The critical thing you must do to get divorced by 30 is marry young. Now, in the relatively urban, educated spaces I’ve existed within my whole life, this is not exactly standard advice. While I wasn’t the only one of my friends to get married young, I was definitely an outlier among the women I met in New York. But at the time I didn’t feel like it was young to make such a decision at all. I was ready to commit. Marrying sooner rather than later seemed completely reasonable, especially since it would make it easier for us to be together (I’m Canadian) and since we’d obviously get married eventually anyways. Plus, my parents had gotten married at 20, so 24 didn’t seem all that crazy to me. And, of course, I was very confident that I was very mature for my age. (I wasn't like the other young brides!)

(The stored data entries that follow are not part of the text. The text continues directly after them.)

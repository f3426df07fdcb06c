use crate::imagesets::models::work_item::FrameGeometry;
use dicom::encoding::adapters::{PixelDataObject, RawPixelData};
use dicom::encoding::transfer_syntax::TransferSyntaxIndex;
use dicom::encoding::Codec;
use dicom::transfer_syntax::TransferSyntaxRegistry;
use std::borrow::Cow;
use thiserror::Error;

/// High-Throughput JPEG 2000 Image Compression (Lossless Only),
/// the encoding the imaging store serves frames in.
pub const HTJ2K_LOSSLESS: &str = "1.2.840.10008.1.2.4.201";

#[derive(Error, Debug)]
pub enum DecodeError {
    #[error("no pixel data decoder is registered for transfer syntax {0}")]
    UnsupportedTransferSyntax(String),

    #[error("the frame geometry does not declare {0}")]
    MissingGeometry(&'static str),

    #[error("{0}")]
    Codec(String),

    #[error("the decoder produced no samples")]
    Empty,
}

/// Turns one compressed frame into native little endian samples.
pub trait FrameDecoder {
    fn decode(&self, blob: &[u8], geometry: &FrameGeometry) -> Result<Vec<u8>, DecodeError>;
}

/// Decodes frames with the pixel data readers of the transfer syntax registry.
#[derive(Debug, Clone)]
pub struct TransferSyntaxDecoder {
    transfer_syntax_uid: String,
}

impl TransferSyntaxDecoder {
    pub fn new(transfer_syntax_uid: impl Into<String>) -> Self {
        Self {
            transfer_syntax_uid: transfer_syntax_uid.into(),
        }
    }
}

impl FrameDecoder for TransferSyntaxDecoder {
    fn decode(&self, blob: &[u8], geometry: &FrameGeometry) -> Result<Vec<u8>, DecodeError> {
        let unsupported = || DecodeError::UnsupportedTransferSyntax(self.transfer_syntax_uid.clone());

        let ts = TransferSyntaxRegistry
            .get(&self.transfer_syntax_uid)
            .ok_or_else(unsupported)?;
        let Codec::EncapsulatedPixelData(Some(reader), _) = ts.codec() else {
            return Err(unsupported());
        };

        let frame = EncodedFrame::new(&self.transfer_syntax_uid, blob, geometry)?;
        let mut samples = Vec::new();
        reader
            .decode_frame(&frame, 0, &mut samples)
            .map_err(|err| DecodeError::Codec(err.to_string()))?;

        if samples.is_empty() {
            return Err(DecodeError::Empty);
        }
        Ok(samples)
    }
}

/// A single encapsulated frame presented as a pixel data object.
#[derive(Debug)]
struct EncodedFrame<'a> {
    ts_uid: &'a str,
    rows: u16,
    columns: u16,
    samples_per_pixel: u16,
    bits_allocated: u16,
    bits_stored: u16,
    photometric_interpretation: &'a str,
    fragment: &'a [u8],
}

impl<'a> EncodedFrame<'a> {
    fn new(
        ts_uid: &'a str,
        fragment: &'a [u8],
        geometry: &'a FrameGeometry,
    ) -> Result<Self, DecodeError> {
        let rows = geometry.rows.ok_or(DecodeError::MissingGeometry("Rows"))?;
        let columns = geometry
            .columns
            .ok_or(DecodeError::MissingGeometry("Columns"))?;
        let bits_allocated = geometry
            .bits_allocated
            .ok_or(DecodeError::MissingGeometry("BitsAllocated"))?;
        let samples_per_pixel = geometry.samples_per_pixel.unwrap_or(1);
        let default_pmi = if samples_per_pixel == 1 {
            "MONOCHROME2"
        } else {
            "RGB"
        };
        Ok(EncodedFrame {
            ts_uid,
            rows,
            columns,
            samples_per_pixel,
            bits_allocated,
            bits_stored: geometry.bits_stored.unwrap_or(bits_allocated),
            photometric_interpretation: geometry
                .photometric_interpretation
                .as_deref()
                .unwrap_or(default_pmi),
            fragment,
        })
    }
}

impl PixelDataObject for EncodedFrame<'_> {
    fn transfer_syntax_uid(&self) -> &str {
        self.ts_uid
    }

    fn rows(&self) -> Option<u16> {
        Some(self.rows)
    }

    fn cols(&self) -> Option<u16> {
        Some(self.columns)
    }

    fn samples_per_pixel(&self) -> Option<u16> {
        Some(self.samples_per_pixel)
    }

    fn bits_allocated(&self) -> Option<u16> {
        Some(self.bits_allocated)
    }

    fn bits_stored(&self) -> Option<u16> {
        Some(self.bits_stored)
    }

    fn photometric_interpretation(&self) -> Option<&str> {
        Some(self.photometric_interpretation)
    }

    fn number_of_frames(&self) -> Option<u32> {
        Some(1)
    }

    fn number_of_fragments(&self) -> Option<u32> {
        Some(1)
    }

    fn fragment(&self, fragment: usize) -> Option<Cow<[u8]>> {
        (fragment == 0).then(|| Cow::Borrowed(self.fragment))
    }

    fn offset_table(&self) -> Option<Cow<[u32]>> {
        None
    }

    fn raw_pixel_data(&self) -> Option<RawPixelData> {
        Some(RawPixelData {
            fragments: vec![self.fragment.to_vec()].into(),
            offset_table: Default::default(),
        })
    }
}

No one was against me marrying young; after all, everyone in my family agreed that I was mature for my age. But at the time, no one in my circle would’ve suggested this was a generally good idea for young educated women. However, things have started to shift. More people are getting woke to declining fertility rates. And as more people have started to worry about the impacts low fertility might have on our social and economic future… they’ve been looking around for cultural culprits. And one of those potential culprits is the norm of getting married later in life. After you’re educated. After you’ve dated a bit and been single a bit and have gotten to know yourself and what you want. After you’ve gained some financial stability. After you’ve focused on your career, and have made sure you’re on the “right track”. After you’re a fully formed, functional, emotionally regulated adult.
Cartoons Hate Her recently wrote a popular post on the subject, The Men Who Sabotage Women’s Fertility. She argues that we’ve unreasonably pathologized marrying young and that we should normalize young women asking for early proposals, clear timelines etc., particularly in light of women’s much shorter fertility timeline. Her point is that it’s reasonable for a young woman to want to know if the guy she’s with will eventually marry and have kids with her well in advance of her bumping up against the limits of biology. Speaking from her personal experience as a woman who wanted to get engaged right out of college, she describes how those around her reacted to her concern that her boyfriend (now husband, her fertility was not sabotaged) wanted to wait. Apart from telling her to “enjoy being young” and assuring her that he likely just wanted to to be “financially stable” first, she says:
The comment that stuck with me the most was the one about our ages—never mind that we had already been dating far longer than is necessary to know if you want to marry someone, but if Nick was “too young” to propose, then that inherently meant he was too young to decide whether I should be his wife. Was the idea that I had to give him time to decide? Decide on what, me? I should tolerate that the man I 100% knew I wanted to marry wasn’t 100% sure he wanted to marry me? I knew we were young, but marriage wasn’t about needing a wedding, a ring, or “half his stuff.” It was about having some kind of definitive promise that he had chosen me. And if I was simply his live-in girlfriend indefinitely, I wasn’t being chosen. I was being tried out.
This shift in age at marriage norms is often summarized as a shift from cornerstone to capstone marriage. The cornerstone marriage sees partnering up as a foundation upon which you can build a life with someone while maturing and developing together. The capstone marriage sees partnering up as something to do once you’ve built your own life and once you’ve experienced enough to know what you really want and need. Both can clearly work—this article from IFS presents data which found there was only a mild disadvantage to marrying young in terms of relationship stability which was counterbalanced by a mild advantage in terms of perceived relationship quality. But… it didn’t work out for me, and it didn’t work out for precisely the reasons people bring up when they warn younger people about making such commitments!